The count comes a-courting
Bottle talk with the CEO behind San Francisco's favorite shot, Fernet-Branca.
By Camper English, Photograph by Cody Pickens
San Franciscans consume around 35 percent of all the Fernet-Branca
sold in the United States, thanks mostly to the local palate, which
tends to skew toward bitter. Recently, the chairman and CEO of Branca
International (and the great-great-grandson of Fernet’s creator), Count Niccolò Branca,
paid a visit to San Francisco to meet with bartenders and visit
high-selling accounts. We met him at Foreign Cinema, where he shared
some company lore and addressed a few persistent rumors about the brand.
Branca
says he hasn’t been to town for about 25 years, though San Franciscans
have repeatedly tried to visit his distillery in Milan, where all the
Fernet-Branca imbibed in the States is made. “Sometimes they come on
Saturday or Sunday, when the company is closed. Monday morning, we find
on the door a paper—they write, ‘I want to visit. I see where is born
the Fernet-Branca,’” the count reports. And now they can, since the
distillery and its museum have finally opened for tours (by
appointment).
Branca insists that his bitter liqueur has never
contained opiates, as some have alleged over the years. His evidence is
circumstantial but still convincing: Opiate possession is currently
prohibited in Italy, and he says the recipe for Fernet-Branca hasn’t
changed in the 164 years it’s been produced.

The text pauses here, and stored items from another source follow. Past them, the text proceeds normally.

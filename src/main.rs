// src/main.rs

mod access;
mod app_state;
mod auth;
mod blob;
mod config;
mod dashboard;
mod directory;
mod error;
mod file;
mod models;
mod project;
mod routes;
mod store;
mod task;
mod upload;
mod user_management;

#[cfg(test)]
mod test_helpers;

use std::io;
use std::sync::Arc;

use actix_cors::Cors;
use actix_files::Files;
use actix_web::{http, middleware::Logger, web, App, HttpServer};
use env_logger::Env;
use log::info;

use crate::app_state::AppState;
use crate::blob::LocalBlobStore;
use crate::directory::HttpUserDirectory;
use crate::store::Stores;

#[actix_web::main]
async fn main() -> io::Result<()> {
    dotenv::dotenv().ok();
    env_logger::Builder::from_env(Env::default().default_filter_or("info")).init();

    let config = config::Config::from_env();
    std::fs::create_dir_all(&config.uploads_dir)?;

    let users = HttpUserDirectory::new(&config.user_api_url, config.user_api_timeout)
        .map_err(|e| io::Error::new(io::ErrorKind::Other, e.to_string()))?;
    let state = web::Data::new(AppState {
        config: config.clone(),
        users: Arc::new(users),
        stores: Arc::new(Stores::new()),
        blobs: Arc::new(LocalBlobStore::new(config.uploads_dir.clone())),
    });

    let bind_addr = (config.host.clone(), config.port);
    info!("Server running at http://{}:{}", config.host, config.port);
    info!("Allowed CORS Origin: {}", config.frontend_origin);
    info!("User directory: {}", config.user_api_url);

    HttpServer::new(move || {
        let cors = Cors::default()
            .allowed_origin(&config.frontend_origin)
            .allowed_methods(vec!["GET", "POST", "PUT", "DELETE", "OPTIONS"])
            .allowed_headers(vec![
                http::header::CONTENT_TYPE,
                http::header::ACCEPT,
                http::header::AUTHORIZATION,
            ])
            .supports_credentials()
            .max_age(3600);

        App::new()
            .wrap(Logger::default())
            .wrap(cors)
            .app_data(state.clone())
            .service(Files::new("/uploads", &config.uploads_dir))
            .configure(routes::configure)
    })
    .bind(bind_addr)?
    .run()
    .await
}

But he assured us that a
couple of perceptions are true: one, that drinkers across the world ask
for Fernet-Branca served “San Francisco–style,” meaning a shot
accompanied by a ginger ale chaser; two, that Fernet-Branca remained
legal during Prohibition because of its medicinal qualities.
The count complimented San Franciscans on our pronunciation of his product’s name (fur-net), which he hears incorrectly all over the world. “Even in Italy, some people say fur-nay,” he explains. “But the important word is Branca!